Angioplastie des lésions coronaires complexes

L’angioplastie coronaire, également appelée angioplastie coronaire transluminale percutanée (ACTP), est une procédure mini-invasive qui est utilisée pour ouvrir les artères coronaires obstruées ou rétrécies par des lésions d’athérosclérose afin de rétablir un flux normal [1]. L’accès à l’angioplastie coronaire a amélioré le pronostic des infarctus du myocarde en occident. La maladie coronaire représente une cause majeure de mortalité cardiovasculaire. Sa prévalence doublera probablement d’ici 2020 avec une augmentation de 140% de la mortalité par infarctus du myocarde alors que la progression attendue dans des pays du nord sera inférieure à 30% [2,3]. La mortalité hospitalière liée aux syndromes coronariens aigus avec susdécalage du segment ST a baissé pratiquement de moitié en 10 ans (8,3% en 1995 à 4,3% en 2005), et cela est essentiellement en rapport avec le développement des techniques de reperfusion au sein desquelles l’angioplastie joue un rôle majeur [4]. Longtemps considérée comme rarissime au sein des populations noires d’Afrique, la maladie coronaire a connu une progression régulière avec l’occidentalisation du mode de vie et l’influence des facteurs de risque cardiovasculaire. Le Sénégal est un des rares pays en Afrique subsaharienne où l’angioplastie fait partie intégrante des moyens disponibles dans la prise en charge de la maladie coronaire depuis le mois d’avril 2014. Chez certains patients, les lésions coronaires peuvent être très sévères et surtout difficiles d’accès rendant l’angioplastie complexe. Ces lésions sont essentiellement constituées par celles du tronc commun de la coronaire gauche, celles de bifurcations, les lésions d’occlusions chroniques et enfin les lésions tritronculaires.
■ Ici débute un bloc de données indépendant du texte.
//! Geometry types shared across the wavegrid workspace.
//!
//! Grid addresses ([`Point`]), rectangular extents ([`Range`]) and the eight
//! compass [`Direction`]s used for backpointers.

pub mod direction;
pub mod geom;

pub use direction::Direction;
pub use geom::{Point, Range, RangeIter};
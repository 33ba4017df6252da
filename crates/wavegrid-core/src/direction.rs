//! The eight compass [`Direction`]s of a square grid.

use std::fmt;

use crate::geom::Point;

/// A compass direction. `N` points toward smaller `y`.
#[derive(Copy, Clone, Debug, PartialEq, Eq, Hash, PartialOrd, Ord)]
#[cfg_attr(feature = "serde", derive(serde::Serialize, serde::Deserialize))]
#[repr(u8)]
pub enum Direction {
    N = 0,
    NE = 1,
    E = 2,
    SE = 3,
    S = 4,
    SW = 5,
    W = 6,
    NW = 7,
}

impl Direction {
    /// All directions, clockwise from north.
    pub const ALL: [Direction; 8] = [
        Direction::N,
        Direction::NE,
        Direction::E,
        Direction::SE,
        Direction::S,
        Direction::SW,
        Direction::W,
        Direction::NW,
    ];

    /// The four axis-aligned directions.
    pub const AXIS: [Direction; 4] = [Direction::N, Direction::E, Direction::S, Direction::W];

    /// The four diagonal directions.
    pub const DIAGONAL: [Direction; 4] =
        [Direction::NE, Direction::SE, Direction::SW, Direction::NW];

    /// Unit offset of one step in this direction.
    #[inline]
    pub const fn offset(self) -> Point {
        match self {
            Direction::N => Point::new(0, -1),
            Direction::NE => Point::new(1, -1),
            Direction::E => Point::new(1, 0),
            Direction::SE => Point::new(1, 1),
            Direction::S => Point::new(0, 1),
            Direction::SW => Point::new(-1, 1),
            Direction::W => Point::new(-1, 0),
            Direction::NW => Point::new(-1, -1),
        }
    }

    #[inline]
    pub const fn is_diagonal(self) -> bool {
        (self as u8) & 1 == 1
    }

    #[inline]
    pub const fn opposite(self) -> Direction {
        Self::from_index((self as u8) + 4)
    }

    /// The 3-bit index (0 = N, clockwise).
    #[inline]
    pub const fn index(self) -> u8 {
        self as u8
    }

    /// Inverse of [`index`](Self::index). Only the low three bits are used.
    #[inline]
    pub const fn from_index(i: u8) -> Direction {
        Self::ALL[(i & 7) as usize]
    }

    /// The neighbour of `p` one step in this direction.
    #[inline]
    pub fn step(self, p: Point) -> Point {
        p + self.offset()
    }
}

impl fmt::Display for Direction {
    fn fmt(&self, f: &mut fmt::Formatter<'_>) -> fmt::Result {
        let s = match self {
            Direction::N => "N",
            Direction::NE => "NE",
            Direction::E => "E",
            Direction::SE => "SE",
            Direction::S => "S",
            Direction::SW => "SW",
            Direction::W => "W",
            Direction::NW => "NW",
        };
        f.write_str(s)
    }
}
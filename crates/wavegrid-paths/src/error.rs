use std::fmt;

use wavegrid_core::Point;

/// Precondition violations detected while building a [`SearchSession`].
///
/// These are programmer errors: the session is never created. A search that
/// runs and finds no route is not an error, see
/// [`SearchState::Failed`](crate::SearchState::Failed).
///
/// [`SearchSession`]: crate::SearchSession
#[derive(Debug, Clone, PartialEq, Eq)]
pub enum SearchError {
    /// The grid side is zero or negative.
    EmptyGrid(i32),
    /// An anchor or obstruction lies outside `[0, side)²`.
    OutOfBounds { pos: Point, side: i32 },
    /// An anchor was placed on an obstruction.
    AnchorObstructed(Point),
    /// Start and finish are the same cell.
    AnchorsCoincide(Point),
}

impl fmt::Display for SearchError {
    fn fmt(&self, f: &mut fmt::Formatter<'_>) -> fmt::Result {
        match self {
            Self::EmptyGrid(side) => write!(f, "grid side must be positive, got {side}"),
            Self::OutOfBounds { pos, side } => {
                write!(f, "grid address {pos} is outside [0, {side})\u{b2}")
            }
            Self::AnchorObstructed(pos) => write!(f, "anchor {pos} is on an obstruction"),
            Self::AnchorsCoincide(pos) => write!(f, "start and finish are both {pos}"),
        }
    }
}

impl std::error::Error for SearchError {}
EPIDEMIOLOGIE ET HISTORIQUE

Les maladies cardio-vasculaires sont des affections graves qui ont connu des évolutions continues au cours de ces cinquante dernières années. De la seconde guerre mondiale aux années 2000, ces affections ont été la première cause de mortalité avec 12,2% de l’ensemble des décès [6]. C’est à partir de 2004 que les cancers sont venus occuper la première place en termes de mortalité [7]. Néanmoins, la maladie artérielle coronaire reste en tête de la mortalité dans les pays développés atteignant presque 50 % des décès annuels. À l’échelle mondiale, l’incidence des syndromes coronariens la plus élevée est retrouvée en Carélie du nord (Finlande) avec 1648/100000 habitants alors que la plus basse est retrouvée en Chine avec 50/100000 habitants. En Europe, l’incidence la plus faible est retrouvée en Espagne avec 259/100000 habitants suivie par l’Italie avec 421/100000 habitants [7]. Par contre en Afrique, où la réalité des maladies cardio-vasculaires est plus que jamais prouvée, nous ne disposons que de peu de données épidémiologiques sur les affections coronariennes. L’étude CORONAFRIC, première étude prospective multicentrique menée dans 16 centres hospitaliers de 13 pays africains (1988-1989), retrouvait une prévalence de la maladie coronaire de 3,17% [8, 3]. Au Sénégal, la prévalence hospitalière des syndromes coronariens aigus est passée de 4,05% en 2006 à 7,61% en 2009 [3]. En 2011, l’étude transversale menée à Saint-Louis en population générale retrouvait une prévalence des coronaropathies de 9,9% [9]. En 2017 l’étude CORONAFRIC 2 retrouvait une incidence de 24% pour la pathologie coronaire [10]. Les projections de l’OMS en 2030 prédisent que la prévalence de la maladie coronaire par IDM sera dédoublée et deviendra la 1ère cause de mortalité en Afrique devançant ainsi les maladies transmissibles et les carences alimentaires[11].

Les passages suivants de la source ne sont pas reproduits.